Historical population
| Census | Pop. | Note | %± |
| 1970 | 10,474 |  | — |
| 1980 | 9,390 |  | −10.3% |
| 1990 | 9,343 |  | −0.5% |
| 2000 | 4,832 |  | −48.3% |
| 2010 | 2,367 |  | −51.0% |
| 2020 | 2,002 |  | −15.4% |
| 2023 (est.) | 2,072 |  | 3.5% |
U.S. Decennial Census 2020 Census

===2020 census===
As of the 2020 census, there were 2,002 people, 596 households, and 500 families residing in the CDP. The population density was 266.93 PD/sqmi. There were 614 housing units at an average density of 81.87 /sqmi. The racial makeup of the CDP was 65.48% White, 9.24% African American, 0.75% Native American, 3.65% Asian, 0.95% Pacific Islander, 2.75% from some other races and 17.18% from two or more races. Hispanic or Latino people of any race were 16.13% of the population.

===2010 census===
As of the 2010 census, there were 2,367 people, 597 households, and _ families residing in the CDP. The population density was 315.60 PD/sqmi. There were 807 housing units at an average density of 107.60 /sqmi. The racial makeup of the CDP was 77.10% White, 10.18% African American, 0.51% Native American, 2.83% Asian, 0.72% Pacific Islander, 2.87% from some other races and 6.79% from two or more races. Hispanic or Latino people of any race were 10.01% of the population.

===2000 census===
As of the 2000 census, there were 4,832 people, 1,279 households, and 1,230 families residing in the CDP. The population density was 590.45 PD/sqmi. There were 1,516 housing units at an average density of 185.25 /sqmi. The racial makeup of the CDP was 80.86% White, 8.40% African American, 0.89% Native American, 2.42% Asian, 0.31% Pacific Islander, 2.67% from some other races and 4.45% from two or more races. Hispanic or Latino people of any race were 5.98% of the population.

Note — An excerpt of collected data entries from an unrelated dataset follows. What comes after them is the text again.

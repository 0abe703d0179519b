//! 网页搜索（Firecrawl search API）

use anyhow::Result;
use async_trait::async_trait;
use serde::{Deserialize, Serialize};
use serde_json::json;
use std::sync::Arc;
use std::time::Duration;

use crate::config::SearchConfig;
use crate::error::ResolverError;

/// 一条搜索结果
#[derive(Debug, Clone, PartialEq, Serialize, Deserialize)]
pub struct SearchHit {
    pub url: String,
    #[serde(default)]
    pub title: String,
    #[serde(default)]
    pub description: String,
}

#[async_trait]
pub trait SearchEngine: Send + Sync {
    async fn search(&self, query: &str, limit: usize) -> Result<Vec<SearchHit>>;
}

pub struct FirecrawlSearch {
    client: reqwest::Client,
    base_url: String,
    api_key: String,
}

#[derive(Debug, Deserialize)]
struct SearchResponse {
    #[serde(default)]
    success: bool,
    #[serde(default)]
    data: Vec<SearchHit>,
    #[serde(default)]
    error: Option<String>,
}

impl FirecrawlSearch {
    pub fn new(config: &SearchConfig) -> Result<Self> {
        if config.api_key.is_empty() {
            return Err(ResolverError::SearchService("FIRECRAWL_API_KEY is not set".into()).into());
        }
        let client = reqwest::Client::builder()
            .timeout(Duration::from_secs(60))
            .build()?;
        Ok(Self {
            client,
            base_url: config.base_url.trim_end_matches('/').to_string(),
            api_key: config.api_key.clone(),
        })
    }
}

#[async_trait]
impl SearchEngine for FirecrawlSearch {
    async fn search(&self, query: &str, limit: usize) -> Result<Vec<SearchHit>> {
        tracing::debug!("🔎 搜索: {}", query);
        let response = self
            .client
            .post(format!("{}/v1/search", self.base_url))
            .bearer_auth(&self.api_key)
            .json(&json!({"query": query, "limit": limit}))
            .send()
            .await
            .map_err(|e| ResolverError::SearchService(e.to_string()))?;

        let status = response.status();
        if !status.is_success() {
            let text = response.text().await.unwrap_or_default();
            return Err(ResolverError::SearchService(format!("HTTP {}: {}", status, text)).into());
        }

        let parsed: SearchResponse = response
            .json()
            .await
            .map_err(|e| ResolverError::SearchService(format!("invalid response: {}", e)))?;
        if !parsed.success {
            return Err(ResolverError::SearchService(
                parsed
                    .error
                    .unwrap_or_else(|| "search reported failure".to_string()),
            )
            .into());
        }

        let mut hits = parsed.data;
        hits.truncate(limit);
        Ok(hits)
    }
}

/// 配置了 API KEY 时创建搜索服务，否则返回 None
pub fn create_search_engine(config: &SearchConfig) -> Option<Arc<dyn SearchEngine>> {
    match FirecrawlSearch::new(config) {
        Ok(engine) => Some(Arc::new(engine)),
        Err(e) => {
            tracing::warn!("⚠️ 搜索服务不可用，web_search 工具将返回错误: {}", e);
            None
        }
    }
}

There were 1,279 households, out of which 77.3% had children under the age of 18 living with them, 88.5% were married couples living together, 4.1% had a female householder with no husband present, and 3.8% were non-families. 3.0% of all households were made up of individuals, and none had someone living alone who was 65 years of age or older. The average household size was 3.41 and the average family size was 3.48.

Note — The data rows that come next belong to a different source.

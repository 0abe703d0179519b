//! 网页爬取
//!
//! 两种策略：批量快速抓取全部候选URL，以及从单个入口出发的自适应探索。
//! 具体走哪条路由 [`FallbackCrawlSelector`] 根据批量结果是否充分来决定。

use anyhow::Result;
use async_trait::async_trait;
use regex::Regex;
use serde::{Deserialize, Serialize};
use std::sync::{Arc, LazyLock};

use crate::config::{CrawlBackend, CrawlConfig};

mod adaptive;
mod crawl4ai;
mod firecrawl;
mod selector;

pub use adaptive::{AdaptiveConfig, AdaptiveExplorer};
pub use crawl4ai::Crawl4AiCrawler;
pub use firecrawl::FirecrawlCrawler;
pub use selector::{CrawlOutcome, CrawlStrategy, FallbackCrawlSelector, SufficiencyCriteria};

static URL_PATTERN: LazyLock<Regex> = LazyLock::new(|| {
    Regex::new(r#"https?://[^\s<>"'`\)\]\}]+"#).expect("URL pattern is valid")
});

/// 页面中的一条链接
#[derive(Debug, Clone, PartialEq, Serialize, Deserialize)]
pub struct PageLink {
    pub href: String,
    #[serde(default)]
    pub text: String,
}

/// 单个页面的爬取结果
#[derive(Debug, Clone, PartialEq, Serialize, Deserialize)]
pub struct CrawlPage {
    pub url: String,
    pub success: bool,
    #[serde(default)]
    pub markdown: String,
    #[serde(default)]
    pub error: Option<String>,
    #[serde(default)]
    pub links: Vec<PageLink>,
}

impl CrawlPage {
    pub fn ok(url: impl Into<String>, markdown: impl Into<String>) -> Self {
        Self {
            url: url.into(),
            success: true,
            markdown: markdown.into(),
            error: None,
            links: Vec::new(),
        }
    }

    pub fn failed(url: impl Into<String>, error: impl Into<String>) -> Self {
        Self {
            url: url.into(),
            success: false,
            markdown: String::new(),
            error: Some(error.into()),
            links: Vec::new(),
        }
    }

    pub fn with_links(mut self, links: Vec<PageLink>) -> Self {
        self.links = links;
        self
    }
}

/// 爬取服务接口
#[async_trait]
pub trait Crawler: Send + Sync {
    /// 服务名称，用于日志
    fn name(&self) -> &'static str;

    /// 抓取单个页面，服务级错误返回Err，页面级失败返回 `success = false`
    async fn fetch_page(&self, url: &str) -> Result<CrawlPage>;

    /// 批量抓取，默认逐个调用 [`Crawler::fetch_page`]
    async fn batch_crawl(&self, urls: &[String]) -> Result<Vec<CrawlPage>> {
        let mut pages = Vec::with_capacity(urls.len());
        for url in urls {
            pages.push(self.fetch_page(url).await?);
        }
        Ok(pages)
    }

    /// 以 `url` 为入口按 `query` 自适应探索，返回最相关的页面
    async fn adaptive_crawl(
        &self,
        url: &str,
        query: &str,
        config: &AdaptiveConfig,
    ) -> Result<CrawlPage> {
        AdaptiveExplorer::new(self, config.clone())
            .explore(url, query)
            .await
    }
}

/// 从任意文本中提取URL，保持出现顺序并去重
pub fn extract_urls(text: &str) -> Vec<String> {
    let mut urls: Vec<String> = Vec::new();
    for m in URL_PATTERN.find_iter(text) {
        let url = m
            .as_str()
            .trim_end_matches(['.', ',', ';', ':', '!', '?'])
            .to_string();
        if !urls.contains(&url) {
            urls.push(url);
        }
    }
    urls
}

/// 根据配置创建爬取服务
pub fn create_crawler(config: &CrawlConfig) -> Result<Arc<dyn Crawler>> {
    let crawler: Arc<dyn Crawler> = match config.backend {
        CrawlBackend::Crawl4Ai => Arc::new(Crawl4AiCrawler::new(config)?),
        CrawlBackend::Firecrawl => Arc::new(FirecrawlCrawler::new(config)?),
    };
    tracing::info!("🕷️ 爬取服务: {}", crawler.name());
    Ok(crawler)
}
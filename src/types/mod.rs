pub mod finding;
pub mod fix;
pub mod package;
pub mod report;

pub use finding::Finding;
pub use fix::{CandidateFix, FixStatus, VerificationVerdict};
pub use package::{PackageRef, QueryPlan};
pub use report::{ErrorReport, FixReport};
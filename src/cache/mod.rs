use anyhow::Result;
use md5::{Digest, Md5};
use serde::{Deserialize, Serialize};
use std::path::PathBuf;
use std::sync::atomic::{AtomicU64, Ordering};
use std::time::{SystemTime, UNIX_EPOCH};
use tokio::fs;

use crate::config::CacheConfig;

/// 模型响应缓存，按 prompt 的 MD5 落盘为 JSON 文件
pub struct CacheManager {
    config: CacheConfig,
    stats: CacheStats,
}

/// 缓存条目
#[derive(Debug, Serialize, Deserialize)]
pub struct CacheEntry<T> {
    pub data: T,
    pub timestamp: u64,
    /// prompt的MD5哈希值，用于缓存键的生成和验证
    pub prompt_hash: String,
    /// 使用的模型名称（可选）
    pub model_name: Option<String>,
}

#[derive(Debug, Default)]
struct CacheStats {
    hits: AtomicU64,
    misses: AtomicU64,
    writes: AtomicU64,
    errors: AtomicU64,
}

/// 缓存命中情况
#[derive(Debug, Clone, Copy, PartialEq, Eq, Serialize)]
pub struct CacheReport {
    pub hits: u64,
    pub misses: u64,
    pub writes: u64,
    pub errors: u64,
}

impl CacheReport {
    pub fn hit_rate(&self) -> f64 {
        let total = self.hits + self.misses;
        if total == 0 {
            0.0
        } else {
            self.hits as f64 / total as f64
        }
    }
}

fn now_secs() -> u64 {
    SystemTime::now()
        .duration_since(UNIX_EPOCH)
        .map(|d| d.as_secs())
        .unwrap_or_default()
}

impl CacheManager {
    pub fn new(config: CacheConfig) -> Self {
        Self {
            config,
            stats: CacheStats::default(),
        }
    }

    pub fn is_enabled(&self) -> bool {
        self.config.enabled
    }

    /// 生成prompt的MD5哈希
    pub fn hash_prompt(&self, prompt: &str) -> String {
        let mut hasher = Md5::new();
        hasher.update(prompt.as_bytes());
        format!("{:x}", hasher.finalize())
    }

    /// 获取缓存文件路径
    fn get_cache_path(&self, category: &str, hash: &str) -> PathBuf {
        self.config
            .cache_dir
            .join(category)
            .join(format!("{}.json", hash))
    }

    /// 检查缓存是否过期
    fn is_expired(&self, timestamp: u64) -> bool {
        let expire_seconds = self.config.expire_hours * 3600;
        now_secs().saturating_sub(timestamp) > expire_seconds
    }

    /// 获取缓存
    pub async fn get<T>(&self, category: &str, prompt: &str) -> Result<Option<T>>
    where
        T: for<'de> Deserialize<'de>,
    {
        if !self.config.enabled {
            return Ok(None);
        }

        let hash = self.hash_prompt(prompt);
        let cache_path = self.get_cache_path(category, &hash);

        if !cache_path.exists() {
            self.stats.misses.fetch_add(1, Ordering::Relaxed);
            return Ok(None);
        }

        let content = match fs::read_to_string(&cache_path).await {
            Ok(content) => content,
            Err(e) => {
                tracing::warn!("⚠️ 读取缓存文件失败: {}", e);
                self.stats.errors.fetch_add(1, Ordering::Relaxed);
                return Ok(None);
            }
        };

        match serde_json::from_str::<CacheEntry<T>>(&content) {
            Ok(entry) if self.is_expired(entry.timestamp) => {
                // 删除过期缓存
                let _ = fs::remove_file(&cache_path).await;
                self.stats.misses.fetch_add(1, Ordering::Relaxed);
                Ok(None)
            }
            Ok(entry) => {
                tracing::debug!("💾 缓存命中: {}/{}", category, hash);
                self.stats.hits.fetch_add(1, Ordering::Relaxed);
                Ok(Some(entry.data))
            }
            Err(e) => {
                tracing::warn!("⚠️ 缓存反序列化失败: {}", e);
                self.stats.errors.fetch_add(1, Ordering::Relaxed);
                Ok(None)
            }
        }
    }

    /// 写入缓存
    pub async fn set<T>(
        &self,
        category: &str,
        prompt: &str,
        data: T,
        model_name: Option<&str>,
    ) -> Result<()>
    where
        T: Serialize,
    {
        if !self.config.enabled {
            return Ok(());
        }

        let hash = self.hash_prompt(prompt);
        let cache_path = self.get_cache_path(category, &hash);

        // 确保目录存在
        if let Some(parent) = cache_path.parent() {
            fs::create_dir_all(parent).await?;
        }

        let entry = CacheEntry {
            data,
            timestamp: now_secs(),
            prompt_hash: hash,
            model_name: model_name.map(str::to_string),
        };

        let content = serde_json::to_string_pretty(&entry)?;
        match fs::write(&cache_path, content).await {
            Ok(_) => {
                self.stats.writes.fetch_add(1, Ordering::Relaxed);
                Ok(())
            }
            Err(e) => {
                self.stats.errors.fetch_add(1, Ordering::Relaxed);
                Err(e.into())
            }
        }
    }

    pub fn report(&self) -> CacheReport {
        CacheReport {
            hits: self.stats.hits.load(Ordering::Relaxed),
            misses: self.stats.misses.load(Ordering::Relaxed),
            writes: self.stats.writes.load(Ordering::Relaxed),
            errors: self.stats.errors.load(Ordering::Relaxed),
        }
    }
}

#[cfg(test)]
mod tests {
    use super::*;
    use tempfile::TempDir;

    fn manager(dir: &TempDir, enabled: bool) -> CacheManager {
        CacheManager::new(CacheConfig {
            enabled,
            cache_dir: dir.path().to_path_buf(),
            expire_hours: 24,
        })
    }

    #[tokio::test]
    async fn test_set_then_get() {
        let dir = TempDir::new().unwrap();
        let cache = manager(&dir, true);

        assert!(cache.get::<String>("prompt", "hello").await.unwrap().is_none());
        cache
            .set("prompt", "hello", "world".to_string(), Some("gemini-2.5-flash"))
            .await
            .unwrap();
        assert_eq!(
            cache.get::<String>("prompt", "hello").await.unwrap(),
            Some("world".to_string())
        );

        let report = cache.report();
        assert_eq!(report.hits, 1);
        assert_eq!(report.misses, 1);
        assert_eq!(report.writes, 1);
        assert!((report.hit_rate() - 0.5).abs() < 1e-9);
    }

    #[tokio::test]
    async fn test_disabled_cache_never_stores() {
        let dir = TempDir::new().unwrap();
        let cache = manager(&dir, false);
        cache.set("prompt", "k", 1u32, None).await.unwrap();
        assert!(cache.get::<u32>("prompt", "k").await.unwrap().is_none());
        assert_eq!(std::fs::read_dir(dir.path()).unwrap().count(), 0);
    }

    #[tokio::test]
    async fn test_expired_entry_is_removed() {
        let dir = TempDir::new().unwrap();
        let cache = manager(&dir, true);
        let hash = cache.hash_prompt("old");
        let path = dir.path().join("prompt").join(format!("{}.json", hash));
        std::fs::create_dir_all(path.parent().unwrap()).unwrap();
        let entry = CacheEntry {
            data: "stale".to_string(),
            timestamp: 0,
            prompt_hash: hash,
            model_name: None,
        };
        std::fs::write(&path, serde_json::to_string(&entry).unwrap()).unwrap();

        assert!(cache.get::<String>("prompt", "old").await.unwrap().is_none());
        assert!(!path.exists());
    }

    #[test]
    fn test_hash_is_stable() {
        let dir = TempDir::new().unwrap();
        let cache = manager(&dir, true);
        assert_eq!(cache.hash_prompt("abc"), "900150983cd24fb0d6963f7d28e17f72");
    }
}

On the base the population was spread out, with 38.4% under the age of 18, 20.4% from 18 to 24, 39.4% from 25 to 44, 1.7% from 45 to 64, and 0.1% who were 65 years of age or older. The median age Was 22 years. For every 100 females, there were 115.0 males. For every 100 females age 18 and over, there were 123.9 males.

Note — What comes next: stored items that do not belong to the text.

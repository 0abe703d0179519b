//! Web模式：开发者界面、REST接口、SSE流式执行和MCP端点

use anyhow::Result;
use axum::body::Bytes;
use axum::extract::{Path, State};
use axum::http::{HeaderMap, StatusCode, header};
use axum::response::sse::{Event, KeepAlive, Sse};
use axum::response::{Html, IntoResponse, Response};
use axum::routing::{get, post};
use axum::{Json, Router};
use futures::Stream;
use futures::stream::unfold;
use serde::Serialize;
use serde_json::{Value, json};
use std::convert::Infallible;
use std::sync::Arc;
use tokio::net::TcpListener;
use tokio::task::JoinHandle;

use crate::config::Config;
use crate::llm::client::LLMClient;
use crate::resolver::{
    EventReceiver, PipelineEvent, ResolveRequest, Resolver, ResolverContext, event_channel,
};
use crate::types::FixReport;

pub mod mcp;

mod ui;

#[derive(Clone)]
pub struct AppState {
    pub resolver: Resolver,
}

pub fn router(resolver: Resolver) -> Router {
    let state = Arc::new(AppState { resolver });
    Router::new()
        .route("/", get(handle_index))
        .route("/health", get(handle_health))
        .route("/api/sessions", get(handle_list_sessions))
        .route("/api/sessions/:id", get(handle_get_session))
        .route("/api/run", post(handle_run))
        .route("/api/run_sse", post(handle_run_sse))
        .route("/mcp", post(handle_mcp))
        .with_state(state)
}

/// 启动Web服务，Ctrl-C时优雅退出
pub async fn serve(config: &Config) -> Result<()> {
    let client = LLMClient::new(config)?;
    let context = ResolverContext::with_runtime(config.clone(), Arc::new(client))?;
    let app = router(Resolver::new(context));

    let listener = TcpListener::bind(&config.server.bind).await?;
    tracing::info!("🌐 Web服务已启动: http://{}", listener.local_addr()?);
    tracing::info!("  GET  /            开发者界面");
    tracing::info!("  POST /api/run_sse 流式执行");
    tracing::info!("  POST /mcp         MCP JSON-RPC");

    axum::serve(listener, app.into_make_service())
        .with_graceful_shutdown(shutdown_signal())
        .await?;

    tracing::info!("👋 Web服务已停止");
    Ok(())
}

async fn shutdown_signal() {
    if let Err(e) = tokio::signal::ctrl_c().await {
        tracing::error!("❌ 无法监听Ctrl-C: {}", e);
        return;
    }
    tracing::info!("🛑 收到Ctrl-C，正在关闭...");
}

/// 接口错误，统一输出 `{"error": "..."}`
#[derive(Debug)]
pub struct ApiError {
    status: StatusCode,
    message: String,
}

impl ApiError {
    fn new(status: StatusCode, message: impl Into<String>) -> Self {
        Self {
            status,
            message: message.into(),
        }
    }

    fn internal(e: anyhow::Error) -> Self {
        Self::new(StatusCode::INTERNAL_SERVER_ERROR, format!("{:#}", e))
    }

    /// 上游托管服务的错误原样返回
    fn upstream(e: anyhow::Error) -> Self {
        Self::new(StatusCode::BAD_GATEWAY, format!("{:#}", e))
    }
}

impl IntoResponse for ApiError {
    fn into_response(self) -> Response {
        (self.status, Json(json!({ "error": self.message }))).into_response()
    }
}

async fn handle_index() -> Html<&'static str> {
    Html(ui::INDEX_HTML)
}

async fn handle_health() -> Json<Value> {
    Json(json!({ "status": "ok", "server": env!("CARGO_PKG_NAME") }))
}

async fn handle_list_sessions(State(state): State<Arc<AppState>>) -> Result<Response, ApiError> {
    let context = state.resolver.context();
    let sessions = context
        .sessions
        .list_sessions(&context.config.app_name, &context.config.user_id)
        .await
        .map_err(ApiError::internal)?;
    Ok(Json(sessions).into_response())
}

async fn handle_get_session(
    State(state): State<Arc<AppState>>,
    Path(id): Path<String>,
) -> Result<Response, ApiError> {
    let context = state.resolver.context();
    let session = context
        .sessions
        .get_session(&context.config.app_name, &context.config.user_id, &id)
        .await
        .map_err(ApiError::internal)?
        .ok_or_else(|| ApiError::new(StatusCode::NOT_FOUND, format!("Session not found: {}", id)))?;
    Ok(Json(session).into_response())
}

fn validate(request: &ResolveRequest) -> Result<(), ApiError> {
    if request.report.text.trim().is_empty() {
        return Err(ApiError::new(
            StatusCode::BAD_REQUEST,
            "Field `text` must not be empty",
        ));
    }
    Ok(())
}

async fn handle_run(
    State(state): State<Arc<AppState>>,
    Json(request): Json<ResolveRequest>,
) -> Result<Json<FixReport>, ApiError> {
    validate(&request)?;
    let report = state
        .resolver
        .run(request, None)
        .await
        .map_err(ApiError::upstream)?;
    Ok(Json(report))
}

async fn handle_run_sse(
    State(state): State<Arc<AppState>>,
    Json(request): Json<ResolveRequest>,
) -> Result<Response, ApiError> {
    validate(&request)?;
    let stream = run_stream(
        state.resolver.clone(),
        request,
        |event| sse_event(event.name(), event),
        |outcome| match outcome {
            Ok(report) => sse_event("report", &report),
            Err(e) => sse_event("error", &json!({ "error": format!("{:#}", e) })),
        },
    );
    Ok(Sse::new(stream).keep_alive(KeepAlive::default()).into_response())
}

/// POST /mcp；Accept 包含 text/event-stream 的 tools/call 以SSE推送进度
async fn handle_mcp(
    State(state): State<Arc<AppState>>,
    headers: HeaderMap,
    body: Bytes,
) -> Response {
    // 请求体自行解析，坏JSON也按JSON-RPC返回 -32700
    let request: mcp::JsonRpcRequest = match serde_json::from_slice(&body) {
        Ok(request) => request,
        Err(e) => {
            let response =
                mcp::JsonRpcResponse::failure(None, mcp::PARSE_ERROR, format!("Parse error: {}", e));
            return Json(response).into_response();
        }
    };

    let wants_stream = headers
        .get(header::ACCEPT)
        .and_then(|v| v.to_str().ok())
        .is_some_and(|accept| accept.contains("text/event-stream"));

    if wants_stream && request.method == "tools/call" {
        let args = match mcp::parse_tool_call(&request.params) {
            Ok(args) => args,
            Err(error) => {
                let response = mcp::JsonRpcResponse::failure(request.id, error.code, error.message);
                return Json(response).into_response();
            }
        };
        let id = request.id;
        let stream = run_stream(
            state.resolver.clone(),
            args.into_request(),
            |event| sse_event("message", &mcp::progress_notification(event)),
            move |outcome| {
                let response = mcp::JsonRpcResponse::success(id, mcp::tool_result(&outcome));
                sse_event("message", &response)
            },
        );
        return Sse::new(stream).keep_alive(KeepAlive::default()).into_response();
    }

    match mcp::handle_request(&state.resolver, request).await {
        Some(response) => Json(response).into_response(),
        None => StatusCode::ACCEPTED.into_response(),
    }
}

fn sse_event<T: Serialize + ?Sized>(name: &str, value: &T) -> Event {
    let data = serde_json::to_string(value)
        .unwrap_or_else(|e| json!({ "error": e.to_string() }).to_string());
    Event::default().event(name).data(data)
}

enum RunStream<F> {
    Running(EventReceiver, JoinHandle<Result<FixReport>>, F),
    Finished,
}

/// 在后台执行求解，逐条转发流水线事件，结束时追加最终结果
fn run_stream<E, F>(
    resolver: Resolver,
    request: ResolveRequest,
    on_event: E,
    on_finish: F,
) -> impl Stream<Item = Result<Event, Infallible>>
where
    E: Fn(&PipelineEvent) -> Event + Send + 'static,
    F: FnOnce(Result<FixReport>) -> Event + Send + 'static,
{
    let (tx, rx) = event_channel();
    let handle = tokio::spawn(async move { resolver.run(request, Some(tx)).await });

    unfold(
        (RunStream::Running(rx, handle, on_finish), on_event),
        |(state, on_event)| async move {
            match state {
                RunStream::Running(mut rx, handle, on_finish) => match rx.recv().await {
                    Some(event) => {
                        let item = on_event(&event);
                        Some((Ok(item), (RunStream::Running(rx, handle, on_finish), on_event)))
                    }
                    None => {
                        // 发送端随 run 结束一起释放
                        let outcome = match handle.await {
                            Ok(outcome) => outcome,
                            Err(e) => Err(anyhow::anyhow!("Resolver task failed: {}", e)),
                        };
                        Some((Ok(on_finish(outcome)), (RunStream::Finished, on_event)))
                    }
                },
                RunStream::Finished => None,
            }
        },
    )
}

The median income for a household on the base was $36,414, and the median income for a family was $36,104. Males had a median income of $24,413 versus $17,750 for females. The per capita income for the base was $11,503. About 4.0% of families and 4.2% of the population were below the poverty line, including 3.6% of those under the age of 18 and none of those 65 and older.

==Education==
It is within the Grand Forks AFB Public School District 140. The district, along with the Grand Forks School District, is administered as part of Grand Forks Public Schools.